Viele literarisch Interessierte winken bei Krimis ab. Sie verbinden mit diesem Genre seichte Bücher zum Ablenken – ohne literarischen Anspruch und ohne gesellschaftliche Relevanz. Diese Haltung lässt sich erklären: Verlage und Self-Publisher überfluten den Büchermarkt mit Massenware. Es fällt schwer, den Überblick zu behalten, qualitativ hochwertige Krimis gehen häufig unter. Mit Regionalkrimis, Cosy-Krimis und Co. Lässt sich Geld verdienen, große Verlagshäuser pumpen entsprechend viel Geld in das Marketing. Kleinere Krimiverlage wie der Polar Verlag in Stuttgart, der Argument Verlag mit ariadne in Hamburg und Pulp Master in Berlin haben das Nachsehen.

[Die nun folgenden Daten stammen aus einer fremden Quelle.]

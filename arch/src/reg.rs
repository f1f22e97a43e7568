use num_enum::{IntoPrimitive, TryFromPrimitive};
use serde::{Deserialize, Serialize};
use strum::{Display, EnumString};

/// Register operand. `PSW` is encodable in a descriptor nibble but is not a
/// general purpose register.
#[derive(
    Debug,
    Clone,
    Copy,
    PartialEq,
    Serialize,
    Deserialize,
    Default,
    TryFromPrimitive,
    IntoPrimitive,
    EnumString,
    Display,
    Eq,
)]
#[repr(u8)]
pub enum Reg {
    #[default]
    #[strum(serialize = "r0")]
    R0,
    #[strum(serialize = "r1")]
    R1,
    #[strum(serialize = "r2")]
    R2,
    #[strum(serialize = "r3")]
    R3,
    #[strum(serialize = "r4")]
    R4,
    #[strum(serialize = "r5")]
    R5,
    #[strum(to_string = "sp", serialize = "r6")]
    SP,
    #[strum(to_string = "pc", serialize = "r7")]
    PC,
    #[strum(serialize = "psw")]
    PSW,
}

impl Reg {
    pub fn parse(s: &str) -> Result<Self, String> {
        match s.parse::<Self>() {
            Ok(a) => Ok(a),
            Err(_) => Err(format!("Unknown reg name: {s}")),
        }
    }

    /// Index used inside a register descriptor nibble.
    pub fn index(self) -> u8 {
        self.into()
    }
}

/// Value of an unused descriptor nibble.
pub const NO_REG: u8 = 0xF;

#[cfg(test)]
mod test {
    use super::*;

    #[test]
    fn parse_names_and_aliases() {
        assert_eq!(Reg::parse("r0"), Ok(Reg::R0));
        assert_eq!(Reg::parse("r6"), Ok(Reg::SP));
        assert_eq!(Reg::parse("sp"), Ok(Reg::SP));
        assert_eq!(Reg::parse("pc"), Ok(Reg::PC));
        assert_eq!(Reg::parse("r7"), Ok(Reg::PC));
        assert_eq!(Reg::parse("psw"), Ok(Reg::PSW));
        assert!(Reg::parse("r8").is_err());
        assert!(Reg::parse("hoge").is_err());
    }

    #[test]
    fn index_and_display() {
        assert_eq!(Reg::SP.index(), 6);
        assert_eq!(Reg::PC.index(), 7);
        assert_eq!(Reg::PSW.index(), 8);
        assert_eq!(Reg::SP.to_string(), "sp");
        assert_eq!(Reg::R3.to_string(), "r3");
        assert_eq!(Reg::try_from(7u8).ok(), Some(Reg::PC));
        assert!(Reg::try_from(9u8).is_err());
    }
}
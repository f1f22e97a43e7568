pub mod error;
pub mod image;
pub mod module;
pub mod reloc;
pub mod symbol;

pub use error::Error;
pub use image::MemoryImage;
pub use module::{ObjectModule, SectionData};
pub use reloc::{Reloc, RelocKind};
pub use symbol::{PendingUse, Symbol, SymbolId, SymbolTable, UND};
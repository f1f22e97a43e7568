use std::fmt;

use crate::error::Error;
use crate::reloc::Reloc;
use crate::symbol::{Symbol, SymbolTable, UND};

const END_SYMBOLS: &str = "end symbol table";
const NEW_SECTION: &str = "new section";
const END_SECTION: &str = "end section";
const REL_ENTRIES: &str = "rel entries";
const END_REL_ENTRIES: &str = "end rel entries";
const END_FILE: &str = "end file";

#[derive(Debug, Clone, Default, PartialEq, Eq)]
pub struct SectionData {
    pub name: String,
    pub bytes: Vec<u8>,
    pub relocs: Vec<Reloc>,
}

impl SectionData {
    pub fn new(name: impl Into<String>) -> Self {
        Self {
            name: name.into(),
            ..Default::default()
        }
    }
}

/// Text interchange unit between assembler and linker.
#[derive(Debug, Clone, Default)]
pub struct ObjectModule {
    pub symbols: SymbolTable,
    pub sections: Vec<SectionData>,
}

impl fmt::Display for ObjectModule {
    fn fmt(&self, f: &mut fmt::Formatter<'_>) -> fmt::Result {
        for symbol in self.symbols.sorted() {
            writeln!(f, "{}", symbol.to_line())?;
        }
        writeln!(f, "{END_SYMBOLS}")?;
        for section in &self.sections {
            writeln!(f, "{NEW_SECTION}")?;
            writeln!(f, "{}", section.name)?;
            for byte in &section.bytes {
                write!(f, "{:02X}:", byte)?;
            }
            writeln!(f)?;
            if !section.relocs.is_empty() {
                writeln!(f, "{REL_ENTRIES}")?;
                for rel in &section.relocs {
                    writeln!(f, "{}", rel.to_line())?;
                }
                writeln!(f, "{END_REL_ENTRIES}")?;
            }
            writeln!(f, "{END_SECTION}")?;
        }
        writeln!(f, "{END_FILE}")
    }
}

struct Cursor<'a> {
    lines: std::iter::Enumerate<std::str::Lines<'a>>,
}

impl<'a> Cursor<'a> {
    fn next(&mut self, expected: &'static str) -> Result<(usize, &'a str), Error> {
        self.lines
            .next()
            .map(|(idx, line)| (idx + 1, line.trim_end()))
            .ok_or(Error::UnexpectedEof(expected))
    }

    fn expect(&mut self, expected: &'static str) -> Result<(), Error> {
        let (line, text) = self.next(expected)?;
        if text != expected {
            return Err(Error::Expected {
                expected,
                line,
                found: text.to_string(),
            });
        }
        Ok(())
    }
}

impl ObjectModule {
    pub fn parse(text: &str) -> Result<Self, Error> {
        let mut cursor = Cursor {
            lines: text.lines().enumerate(),
        };
        let mut module = ObjectModule::default();

        loop {
            let (line, text) = cursor.next(END_SYMBOLS)?;
            if text == END_SYMBOLS {
                break;
            }
            let symbol = Symbol::parse(text).ok_or_else(|| Error::Malformed {
                what: "symbol",
                line,
                text: text.to_string(),
            })?;
            if symbol.name != UND {
                module.symbols.insert(symbol);
            }
        }

        loop {
            let (line, text) = cursor.next(END_FILE)?;
            match text {
                END_FILE => break,
                NEW_SECTION => {}
                _ => {
                    return Err(Error::Expected {
                        expected: NEW_SECTION,
                        line,
                        found: text.to_string(),
                    })
                }
            }
            let (_, name) = cursor.next("section name")?;
            let mut section = SectionData::new(name);

            let (line, code) = cursor.next("section bytes")?;
            section.bytes = parse_bytes(code).ok_or_else(|| Error::Malformed {
                what: "section bytes",
                line,
                text: code.to_string(),
            })?;

            let (line, text) = cursor.next(END_SECTION)?;
            match text {
                END_SECTION => {}
                REL_ENTRIES => {
                    loop {
                        let (line, text) = cursor.next(END_REL_ENTRIES)?;
                        if text == END_REL_ENTRIES {
                            break;
                        }
                        let rel = Reloc::parse(text).ok_or_else(|| Error::Malformed {
                            what: "relocation entry",
                            line,
                            text: text.to_string(),
                        })?;
                        section.relocs.push(rel);
                    }
                    cursor.expect(END_SECTION)?;
                }
                _ => {
                    return Err(Error::Expected {
                        expected: END_SECTION,
                        line,
                        found: text.to_string(),
                    })
                }
            }
            module.sections.push(section);
        }

        Ok(module)
    }

    pub fn section(&self, name: &str) -> Option<&SectionData> {
        self.sections.iter().find(|s| s.name == name)
    }
}

fn parse_bytes(code: &str) -> Option<Vec<u8>> {
    code.split(':')
        .filter(|s| !s.is_empty())
        .map(|s| u8::from_str_radix(s, 16).ok())
        .collect()
}

#[cfg(test)]
mod test {
    use super::*;
    use crate::reloc::RelocKind;

    const SAMPLE: &str = "\
UND:0:0:false:false:0:0:
main:1:0:true:false:2:-1:
text:1:0:true:true:1:5:
end symbol table
new section
text
A0:1F:00:00:00:
rel entries
2:3:value:
end rel entries
end section
new section
bss

end section
end file
";

    #[test]
    fn parse_sample() {
        let module = ObjectModule::parse(SAMPLE).unwrap();
        assert_eq!(module.symbols.len(), 3);
        assert!(module.symbols.get("text").unwrap().is_section());
        let text = module.section("text").unwrap();
        assert_eq!(text.bytes, vec![0xA0, 0x1F, 0, 0, 0]);
        assert_eq!(text.relocs, vec![Reloc::new(RelocKind::SymbolWord, 3, "value")]);
        assert!(module.section("bss").unwrap().bytes.is_empty());
    }

    #[test]
    fn display_matches_sample() {
        let module = ObjectModule::parse(SAMPLE).unwrap();
        assert_eq!(module.to_string(), SAMPLE);
    }

    #[test]
    fn reports_truncated_input() {
        let text = "UND:0:0:false:false:0:0:\nend symbol table\nnew section\ntext\n";
        assert!(matches!(
            ObjectModule::parse(text),
            Err(Error::UnexpectedEof("section bytes"))
        ));
    }

    #[test]
    fn reports_bad_marker() {
        let text = "end symbol table\nsection\n";
        match ObjectModule::parse(text) {
            Err(Error::Expected { line, found, .. }) => {
                assert_eq!(line, 2);
                assert_eq!(found, "section");
            }
            other => panic!("unexpected: {other:?}"),
        }
    }
}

Erschwerend kommt hinzu, dass die Abneigung gegen die angeblich minderwertige Kriminalliteratur in Deutschland eine lange Tradition hat. Hierzulande ist die Unterscheidung zwischen U- und H-Kunst beliebt – viele rechnen Krimis der Unterhaltung zu und betrachten sie als „Abfallprodukt des literarischen Marktes“1, wie Wolfgang Brylla im Vorwort zu „Facetten des Kriminalromans. Ein Genre zwischen Tradition und Innovation“ konstatiert.

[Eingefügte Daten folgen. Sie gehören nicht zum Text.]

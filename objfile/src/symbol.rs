use indexmap::IndexMap;

use crate::reloc::RelocKind;

/// Name of the reserved undefined-section entry, always symbol number 0.
pub const UND: &str = "UND";

#[derive(Debug, Clone, Copy, PartialEq, Eq, Hash)]
pub struct SymbolId(pub usize);

/// A reference emitted before the symbol's final value was known.
#[derive(Debug, Clone, PartialEq, Eq)]
pub struct PendingUse {
    pub offset: u16,
    /// Index of the section buffer holding the placeholder.
    pub section: usize,
    pub kind: RelocKind,
}

#[derive(Debug, Clone, PartialEq, Eq)]
pub struct Symbol {
    pub name: String,
    /// Number of the owning section symbol, 0 while undefined.
    pub section: u32,
    pub value: u16,
    pub global: bool,
    pub external: bool,
    pub number: u32,
    /// `Some` marks a section descriptor.
    pub size: Option<u16>,
    pub uses: Vec<PendingUse>,
}

impl Symbol {
    pub fn new(name: impl Into<String>, number: u32) -> Self {
        Self {
            name: name.into(),
            section: 0,
            value: 0,
            global: false,
            external: false,
            number,
            size: None,
            uses: vec![],
        }
    }

    pub fn is_section(&self) -> bool {
        self.size.is_some()
    }

    pub fn is_defined(&self) -> bool {
        self.section != 0
    }

    pub fn is_local(&self) -> bool {
        !self.global && !self.external
    }

    pub fn is_only_global(&self) -> bool {
        self.global && !self.external
    }

    /// `name:sectionNumber:value:isGlobal:isExtern:number:size:`
    pub fn to_line(&self) -> String {
        format!(
            "{}:{}:{}:{}:{}:{}:{}:",
            self.name,
            self.section,
            self.value,
            self.global,
            self.external,
            self.number,
            self.size.map(i32::from).unwrap_or(-1)
        )
    }

    pub fn parse(line: &str) -> Option<Self> {
        let fields: Vec<&str> = line.split(':').collect();
        if fields.len() != 8 || !fields[7].is_empty() || fields[0].is_empty() {
            return None;
        }
        let flag = |s: &str| match s {
            "true" => Some(true),
            "false" => Some(false),
            _ => None,
        };
        let size = match fields[6].parse::<i32>().ok()? {
            -1 => None,
            n => Some(u16::try_from(n).ok()?),
        };
        Some(Self {
            name: fields[0].to_string(),
            section: fields[1].parse().ok()?,
            value: fields[2].parse().ok()?,
            global: flag(fields[3])?,
            external: flag(fields[4])?,
            number: fields[5].parse().ok()?,
            size,
            uses: vec![],
        })
    }
}

/// Symbol arena with a name index. Ids stay valid while the table grows.
#[derive(Debug, Clone)]
pub struct SymbolTable {
    arena: Vec<Symbol>,
    index: IndexMap<String, SymbolId>,
}

impl Default for SymbolTable {
    fn default() -> Self {
        Self::new()
    }
}

impl SymbolTable {
    pub fn new() -> Self {
        let mut und = Symbol::new(UND, 0);
        und.size = Some(0);
        let mut table = Self {
            arena: vec![],
            index: IndexMap::new(),
        };
        table.insert(und);
        table
    }

    /// Number the next created symbol receives.
    pub fn next_number(&self) -> u32 {
        self.arena.len() as u32
    }

    pub fn insert(&mut self, symbol: Symbol) -> SymbolId {
        let id = SymbolId(self.arena.len());
        self.index.insert(symbol.name.clone(), id);
        self.arena.push(symbol);
        id
    }

    /// Looks `name` up, creating an undefined local entry on first mention.
    pub fn intern(&mut self, name: &str) -> SymbolId {
        match self.id(name) {
            Some(id) => id,
            None => {
                let number = self.next_number();
                self.insert(Symbol::new(name, number))
            }
        }
    }

    pub fn id(&self, name: &str) -> Option<SymbolId> {
        self.index.get(name).copied()
    }

    pub fn get(&self, name: &str) -> Option<&Symbol> {
        self.id(name).map(|id| &self.arena[id.0])
    }

    pub fn get_mut(&mut self, name: &str) -> Option<&mut Symbol> {
        let id = self.id(name)?;
        Some(&mut self.arena[id.0])
    }

    pub fn by_id(&self, id: SymbolId) -> &Symbol {
        &self.arena[id.0]
    }

    pub fn by_id_mut(&mut self, id: SymbolId) -> &mut Symbol {
        &mut self.arena[id.0]
    }

    pub fn by_number(&self, number: u32) -> Option<&Symbol> {
        self.arena.iter().find(|s| s.number == number)
    }

    pub fn contains(&self, name: &str) -> bool {
        self.index.contains_key(name)
    }

    pub fn len(&self) -> usize {
        self.arena.len()
    }

    pub fn is_empty(&self) -> bool {
        self.arena.is_empty()
    }

    /// Symbols in creation order.
    pub fn iter(&self) -> impl Iterator<Item = &Symbol> {
        self.arena.iter()
    }

    /// `UND` first, everything else ordered by name.
    pub fn sorted(&self) -> Vec<&Symbol> {
        let mut rest: Vec<&Symbol> = self.arena.iter().filter(|s| s.name != UND).collect();
        rest.sort_by(|a, b| a.name.cmp(&b.name));
        self.get(UND).into_iter().chain(rest).collect()
    }
}

#[cfg(test)]
mod test {
    use super::*;

    #[test]
    fn und_is_entry_zero() {
        let table = SymbolTable::new();
        let und = table.by_number(0).unwrap();
        assert_eq!(und.name, UND);
        assert_eq!(und.to_line(), "UND:0:0:false:false:0:0:");
    }

    #[test]
    fn intern_keeps_ids_stable() {
        let mut table = SymbolTable::new();
        let a = table.intern("a");
        let b = table.intern("b");
        assert_eq!(table.intern("a"), a);
        table.by_id_mut(a).value = 10;
        assert_eq!(table.get("a").unwrap().value, 10);
        assert_eq!(table.by_id(b).number, 2);
    }

    #[test]
    fn sorted_keeps_und_first() {
        let mut table = SymbolTable::new();
        table.intern("zeta");
        table.intern("ALPHA");
        table.intern("beta");
        let names: Vec<&str> = table.sorted().iter().map(|s| s.name.as_str()).collect();
        assert_eq!(names, vec!["UND", "ALPHA", "beta", "zeta"]);
    }

    #[test]
    fn line_round_trip() {
        let line = "text:1:0:true:true:1:12:";
        let sym = Symbol::parse(line).unwrap();
        assert!(sym.is_section());
        assert_eq!(sym.to_line(), line);
        let label = Symbol::parse("main:1:4:true:false:2:-1:").unwrap();
        assert!(label.is_only_global());
        assert_eq!(label.size, None);
        assert!(Symbol::parse("main:1:4:yes:false:2:-1:").is_none());
        assert!(Symbol::parse("main:1:4:true:false:2:-1").is_none());
    }
}
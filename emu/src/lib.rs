pub mod error;
pub mod exec;
pub mod hooks;
pub mod model;

pub use error::Error;
pub use exec::Step;
pub use hooks::Hook;
pub use model::Cpu;

/// Runs `cpu` until it halts or `tmax` instructions have retired.
///
/// Hooks run in order after every instruction, then pending interrupts are
/// taken.
pub fn run(mut cpu: Cpu, hooks: &mut [Box<dyn Hook>], tmax: Option<u64>) -> Result<Cpu, Error> {
    cpu = hooks.iter_mut().try_fold(cpu, |cpu, hook| hook.init(cpu))?;

    for time in 0..tmax.unwrap_or(u64::MAX) {
        let step = cpu.step()?;
        if cpu.is_halted() {
            break;
        }
        cpu = hooks
            .iter_mut()
            .try_fold(cpu, |cpu, hook| hook.exec(time, &step, cpu))?;
        cpu.check_interrupts()?;
    }

    hooks.iter_mut().try_fold(cpu, |cpu, hook| hook.fini(cpu))
}
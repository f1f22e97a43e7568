use arch::mode::{AddrMode, RegDescr, UpdateMode};
use arch::op::OpKind;
use arch::reg::{Reg, NO_REG};
use objfile::RelocKind;

use crate::parser::{Args, Inst, Operand};

/// Placeholder emitted for a pc-relative operand before relocation.
pub const PC_REL_PLACEHOLDER: u16 = 0xFFFE;

/// Symbolic 16-bit placeholder inside an encoded instruction.
#[derive(Debug, Clone, PartialEq, Eq)]
pub struct Fixup {
    /// Byte position of the placeholder from the start of the instruction.
    pub at: u16,
    pub symbol: String,
    pub kind: RelocKind,
}

#[derive(Debug, Clone, PartialEq, Eq)]
pub struct Encoded {
    pub bytes: Vec<u8>,
    pub fixup: Option<Fixup>,
}

impl Encoded {
    fn plain(bytes: Vec<u8>) -> Self {
        Self { bytes, fixup: None }
    }
}

impl Inst {
    pub fn encode(&self) -> Encoded {
        let op = u8::from(self.kind.opcode());
        match (&self.args, self.kind) {
            (Args::Reg(r), OpKind::PUSH) => Encoded::plain(vec![
                op,
                RegDescr::new(r.index(), Reg::SP.index()).to_byte(),
                AddrMode::RegIndirect.byte(UpdateMode::PreDec),
            ]),
            (Args::Reg(r), OpKind::POP) => Encoded::plain(vec![
                op,
                RegDescr::new(r.index(), Reg::SP.index()).to_byte(),
                AddrMode::RegIndirect.byte(UpdateMode::PostInc),
            ]),
            (Args::None, _) => Encoded::plain(vec![op]),
            (Args::Reg(r), _) => Encoded::plain(vec![op, RegDescr::dst_only(r.index()).to_byte()]),
            (Args::RegReg(d, s), _) => {
                Encoded::plain(vec![op, RegDescr::new(d.index(), s.index()).to_byte()])
            }
            (Args::Jump(operand), _) => encode_operand(op, NO_REG, operand, AddrMode::RegDirectAddition),
            (Args::Data(dst, operand), _) => {
                encode_operand(op, dst.index(), operand, AddrMode::RegIndirectOffset)
            }
        }
    }
}

/// `opcode, descriptor, mode[, payload]`. Jumps pass `NO_REG` as destination
/// and differ from data transfers only in the pc-relative mode.
fn encode_operand(op: u8, dst: u8, operand: &Operand, pc_rel: AddrMode) -> Encoded {
    let (src, mode, payload) = match operand {
        Operand::ImmLiteral(v) => (NO_REG, AddrMode::Immediate, Payload::Literal(*v)),
        Operand::ImmSymbol(s) => (NO_REG, AddrMode::Immediate, Payload::Symbol(s)),
        Operand::MemLiteral(v) => (NO_REG, AddrMode::Memory, Payload::Literal(*v)),
        Operand::MemSymbol(s) => (NO_REG, AddrMode::Memory, Payload::Symbol(s)),
        Operand::PcRel(s) => (Reg::PC.index(), pc_rel, Payload::PcRel(s)),
        Operand::RegDirect(r) => (r.index(), AddrMode::RegDirect, Payload::None),
        Operand::RegIndirect(r) => (r.index(), AddrMode::RegIndirect, Payload::None),
        Operand::RegOffsetLiteral(r, v) => {
            (r.index(), AddrMode::RegIndirectOffset, Payload::Literal(*v))
        }
        Operand::RegOffsetSymbol(r, s) => (r.index(), AddrMode::RegIndirectOffset, Payload::Symbol(s)),
    };

    let mut bytes = vec![
        op,
        RegDescr::new(dst, src).to_byte(),
        mode.byte(UpdateMode::None),
    ];
    let at = bytes.len() as u16;
    let fixup = match payload {
        Payload::None => None,
        Payload::Literal(v) => {
            bytes.extend_from_slice(&v.to_le_bytes());
            None
        }
        Payload::Symbol(s) => {
            bytes.extend_from_slice(&[0, 0]);
            Some(Fixup {
                at,
                symbol: s.to_string(),
                kind: RelocKind::SymbolWord,
            })
        }
        Payload::PcRel(s) => {
            bytes.extend_from_slice(&PC_REL_PLACEHOLDER.to_le_bytes());
            Some(Fixup {
                at,
                symbol: s.to_string(),
                kind: RelocKind::PcRel,
            })
        }
    };
    Encoded { bytes, fixup }
}

enum Payload<'a> {
    None,
    Literal(u16),
    Symbol(&'a str),
    PcRel(&'a str),
}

Ein engagierter Kämpfer gegen diese plumpe Einteilung ist der Literaturkritiker Tobias Gohlis. 2005 rief er die bis heute monatlich erscheinende Krimibestenliste ins Leben. Zusammen mit anderen Jurymitgliedern präsentiert er auf dieser Liste literarisch anspruchsvolle Kriminalromane aus aller Welt. Die Deutschlandfunk Kultur Krimibestenliste ist ein unverzichtbarer Wegweiser für alle, die sich für Krimis auf hohem Niveau interessieren. Zugleich macht sie Krimi-Skeptiker auf gute Kriminalliteratur aufmerksam. Tobias Gohlis und die Jury der DLF Krimibestenliste erreichen sicherlich auch viele, die bei der Genrebezeichnung „Krimi“ ansonsten mit Abwehrreflexen reagieren.

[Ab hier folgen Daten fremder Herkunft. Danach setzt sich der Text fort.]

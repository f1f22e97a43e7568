pub mod dump;
pub mod intr;
pub mod terminal;
pub mod timer;
pub mod trace;

use crate::error::Error;
use crate::exec::Step;
use crate::model::Cpu;

/// Side effect run around the instruction loop.
pub trait Hook {
    fn init(&mut self, cpu: Cpu) -> Result<Cpu, Error> {
        Ok(cpu)
    }
    /// Called after every retired instruction, before the interrupt check.
    fn exec(&mut self, time: u64, step: &Step, cpu: Cpu) -> Result<Cpu, Error>;
    fn fini(&mut self, cpu: Cpu) -> Result<Cpu, Error> {
        Ok(cpu)
    }
}
use std::collections::HashMap;
use std::fs::File;
use std::io::BufReader;

use indexmap::IndexMap;
use serde::Deserialize;

use crate::error::Error;
use crate::merge::Linker;

const ADDRESS_SPACE: u32 = 0x1_0000;

/// Start addresses for `items` (`name -> (size, fixed address)`).
///
/// Fixed items are checked against each other first; the rest are packed in
/// order from the highest end among the fixed ones.
pub fn allocate(items: &IndexMap<String, (u32, Option<u16>)>) -> Result<IndexMap<String, u16>, Error> {
    let mut allocations = IndexMap::new();
    let mut occupied: Vec<(&str, u32, u32)> = Vec::new();

    // First pass: items with fixed addresses
    for (name, (size, fixed)) in items {
        let Some(addr) = fixed else {
            continue;
        };
        let range = (*addr as u32, *addr as u32 + size);
        if range.1 > ADDRESS_SPACE {
            return Err(Error::AddressOutOfRange(name.clone(), range.0, *size));
        }
        for (other, begin, end) in &occupied {
            if overlaps(range, (*begin, *end)) {
                return Err(Error::OverlappingSections(other.to_string(), name.clone()));
            }
        }
        allocations.insert(name.clone(), *addr);
        occupied.push((name.as_str(), range.0, range.1));
    }

    // Second pass: everything else, one after another
    let mut next = occupied.iter().map(|(_, _, end)| *end).max().unwrap_or(0);
    for (name, (size, fixed)) in items {
        if fixed.is_some() {
            continue;
        }
        if next + size > ADDRESS_SPACE || (next == ADDRESS_SPACE && *size == 0) {
            return Err(Error::AddressOutOfRange(name.clone(), next, *size));
        }
        allocations.insert(name.clone(), next as u16);
        next += size;
    }

    Ok(allocations)
}

/// Half-open ranges; empty ranges never overlap.
fn overlaps(a: (u32, u32), b: (u32, u32)) -> bool {
    a.0 < a.1 && b.0 < b.1 && a.0 < b.1 && b.0 < a.1
}

/// `section: address` map read from a YAML file.
#[derive(Debug, Deserialize)]
struct PlaceList(HashMap<String, u16>);

/// Loads a placement file, ordered by section name.
pub fn load_places(path: &str) -> Result<IndexMap<String, u16>, Error> {
    let file = File::open(path).map_err(|e| Error::FileOpen(path.to_string(), e))?;
    let list: PlaceList =
        serde_yaml::from_reader(BufReader::new(file)).map_err(|e| Error::Config(path.to_string(), e))?;
    let mut places: Vec<(String, u16)> = list.0.into_iter().collect();
    places.sort();
    Ok(places.into_iter().collect())
}

/// Parses `section@address`, the address in decimal or `0x` hex.
pub fn parse_place(arg: &str) -> Result<(String, u16), Error> {
    let invalid = || Error::InvalidPlace(arg.to_string());
    let (name, addr) = arg.split_once('@').ok_or_else(invalid)?;
    if name.is_empty() {
        return Err(invalid());
    }
    let addr = match addr.strip_prefix("0x").or_else(|| addr.strip_prefix("0X")) {
        Some(hex) => u16::from_str_radix(hex, 16),
        None => addr.parse::<u16>(),
    }
    .map_err(|_| invalid())?;
    Ok((name.to_string(), addr))
}

impl Linker {
    /// Assigns every section its start address. Returns the names in
    /// `places` that match no section.
    pub fn place(&mut self, places: &IndexMap<String, u16>) -> Result<Vec<String>, Error> {
        let items = self
            .sections
            .values()
            .map(|s| (s.name.clone(), (s.len(), places.get(&s.name).copied())))
            .collect::<IndexMap<_, _>>();
        let allocations = allocate(&items)?;

        for section in self.sections.values_mut() {
            section.start = allocations.get(&section.name).copied().unwrap_or(0);
            section.placed = places.contains_key(&section.name);
        }
        Ok(places
            .keys()
            .filter(|name| !self.sections.contains_key(*name))
            .cloned()
            .collect())
    }
}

Krimibestenliste: Geschichte und heutige Situation

Die Anfänge dieses Rankings wurzeln im Jahr 2005. Im April erschien die erste Ausgabe der Krimibestenliste, damals unter der Bezeichnung KrimiWelt-Bestenliste. Diese Bezeichnung weist darauf hin, dass die Zeitung „Die Welt“ zu den Herausgebern gehörte. Auch Arte Deutschland und das Nordwestradio beteiligten sich. Diese Anfangsphase zeigt zugleich plastisch auf, wie sich die damalige Zeit von heute unterscheidet: Im ersten Jahr versandte der Springerverlag die Krimibestenliste noch per Brief an Buchhandlungen. Später erfolgte der Versand als pdf-Dokument im Rahmen eines Newsletters.

Im Jahr 2010 kam es zu einer Namensänderung: Fortan hieß das mittlerweile etablierte Krimi-Ranking KrimiZEIT-Bestenliste. Wie zuvor zeigte die Bezeichnung für jeden offensichtlich auf, wer die Herausgabe verantwortete. 2016 folgte die nächste Wandlung: Unter dem bis heute gültigen, schlichten Namen Krimibestenliste übernahmen die Frankfurter Allgemeine Zeitung und Deutschlandfunk Kultur die Krimibestenliste. Die Frankfurter zogen sich Ende 2020 aber zurück, seitdem ist der öffentlich-rechtliche Radiosender der einzige Herausgeber.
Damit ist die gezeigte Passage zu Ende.